İnşaat sektörünün içinden geçtiğimi zorlu ekonomik koşullar
altında kentsel dönüşüm için daha önce hiç uygulanmamış, yeni ve kalıcı
çözümler üretiyoruz. Öncelikle bu projelerin yapımında belediye şirketimiz
İzBeton’u devreye aldık. Ardından, kentsel dönüşüm için iş dünyamızla ortaklık
kurduk ve yapı kooperatifleriyle çalışmaya başladık.
Kimsenin hakkını ranta kurban etmeden, vatandaşlarımızla
müteahhitleri karşı karşıya getirmeden, Belediyemiz garantörlüğü altında
şehrimizin depreme dayanıklı, yepyeni mahallelerini kuruyoruz.
EN BÜYÜK GÜVENCEYİ
BÜNYEMİZDE TUTUYORUZ
Muhatap İzbeton, denetim kontrol İzbeton üzerinden yapılmaya
çık. Ama bu süreçler bizim kentsel dönüşüm açısında tüm dünya örnek olacağına inandığımız,
mülkiyet sahiplerini koruyan ve güven veren bir tablo sunuyor. Biz tapuları
inşaatın bitmeden vermiyoruz. En büyük güvenceyi bünyemizde tutuyoruz. Belediyemizi
zarara sokacak bir noktaya gelmeyeceğinden emn olunmasını istiyorum.
MÜJDEYİ VERDİ:
YEŞİLDERE’Yİ ÇÖZÜME KAVUŞTURUYORUZ
Bu akşam sizlere bir müjde vermek istiyorum. İzmir’in yıllardır
bekleyen sorunlarından birini, Yeşildere’yi çözüme kavuşturuyoruz. İzmir yeşil
altyapı stratejisinin en önemli ayağını teşkil eden Expo 2026, Yeşildere’de
vücut bulacak. Türkiye’nin ilk büyük yeşil dönüşüm projesi bu vadide başlayacak
ve bölge dört yıl içinde Expo 2026 alanına dönüşecek. Kaderine terk edilmiş
Yeşildere, Kültürpark’tan da büyük yeni yeşil alanımız olarak hizmet verecek.

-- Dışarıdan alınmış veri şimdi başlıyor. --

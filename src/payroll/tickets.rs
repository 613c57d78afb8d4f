use rust_decimal::Decimal;
use rust_decimal_macros::dec;
use sea_orm::{ColumnTrait, ConnectionTrait, DbErr, EntityTrait, QueryFilter};
use uuid::Uuid;

use crate::{consts::MONEY_DP, entity::{monthly_ticket_total, prelude::*, staff_ticket_count}, utils};

/// Share of the month's tickets handled by one staff member, in percent
pub fn ticket_percent_of(ticket_count: i32, total_tickets: i32) -> Decimal {
    if total_tickets <= 0 {
        return Decimal::ZERO;
    }

    utils::round(Decimal::from(ticket_count) / Decimal::from(total_tickets) * dec!(100), MONEY_DP)
}

pub async fn ticket_percent(db: &impl ConnectionTrait, user_id: Uuid, month: u32, year: i32) -> Result<Decimal, DbErr> {
    let total = MonthlyTicketTotal::find()
        .filter(monthly_ticket_total::Column::Month.eq(month as i32))
        .filter(monthly_ticket_total::Column::Year.eq(year))
        .one(db).await?;

    let Some(total) = total.filter(|t| t.total_tickets > 0) else {
        return Ok(Decimal::ZERO);
    };

    let ticket_count = StaffTicketCount::find()
        .filter(staff_ticket_count::Column::UserId.eq(user_id))
        .filter(staff_ticket_count::Column::Month.eq(month as i32))
        .filter(staff_ticket_count::Column::Year.eq(year))
        .one(db).await?
        .map(|count| count.ticket_count)
        .unwrap_or(0);

    Ok(ticket_percent_of(ticket_count, total.total_tickets))
}

/// Plain mean of every member's ticket percentage
pub async fn team_ticket_average(db: &impl ConnectionTrait, user_ids: &[Uuid], month: u32, year: i32) -> Result<Decimal, DbErr> {
    if user_ids.is_empty() {
        return Ok(Decimal::ZERO);
    }

    let mut sum = Decimal::ZERO;
    for user_id in user_ids {
        sum += ticket_percent(db, *user_id, month, year).await?;
    }

    Ok(sum / Decimal::from(user_ids.len()))
}
use super::*;

#[derive(Debug, Serialize, Deserialize)]
pub(super) struct SaveProgress {
    pub(super) user_id: Uuid,
    #[serde(default)]
    pub(super) notes: Option<String>,
    #[serde(flatten)]
    pub(super) input: DailyInput,
}

#[derive(Debug, Serialize, Deserialize)]
pub(super) struct TeamAverage {
    pub(super) team_id: Uuid,
    pub(super) month: u32,
    pub(super) year: i32,
    pub(super) average: Decimal,
}

#[derive(Debug, Serialize, Deserialize)]
pub(super) struct CalendarInfo {
    pub(super) month: u32,
    pub(super) year: i32,
    pub(super) days_in_month: u32,
    pub(super) per_day_percent: Decimal,
}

Yeşildere, kısa bir süre sonra dünyanın her yerinden katılımcıları ağırlayacak
ve yeni bir istihdam alanı olacak. Bu konudaki uluslararası mutabakatı 2021
içinde ve 2022 başında dünya botanik Expo kuruluşu AIPH ile sağladık. Bölgedeki
hak sahipleriyle görüşmelerimizi de başlattık. Şehrimizin kaderine yön verecek
projemizi, bu tarihi akşamda sizlerle paylaşmanın gururunu ve mutluluğunu
yaşıyorum. Bu tasarımızı yarın bir önerge ile Meclisimizin de gündemine
sunacağız. İzmir’in bu yeni hedefine hep birlikte ulaşabilmek için Meclis
üyelerimizin tam desteğini bekliyorum.
FİNANSMAN KAYNAKLARI
TEMİN ETTİK
İkinci stratejik amacımız olan “yaşam kalitesinin” en önemli
başlığı hiç şüphesiz raylı sistemler. Metro hatlarımızın yolcu başı taşıma
maliyeti 2,87 lirayken, bu rakam lastik tekerlekli ulaşımda 9,91 lirayı buldu.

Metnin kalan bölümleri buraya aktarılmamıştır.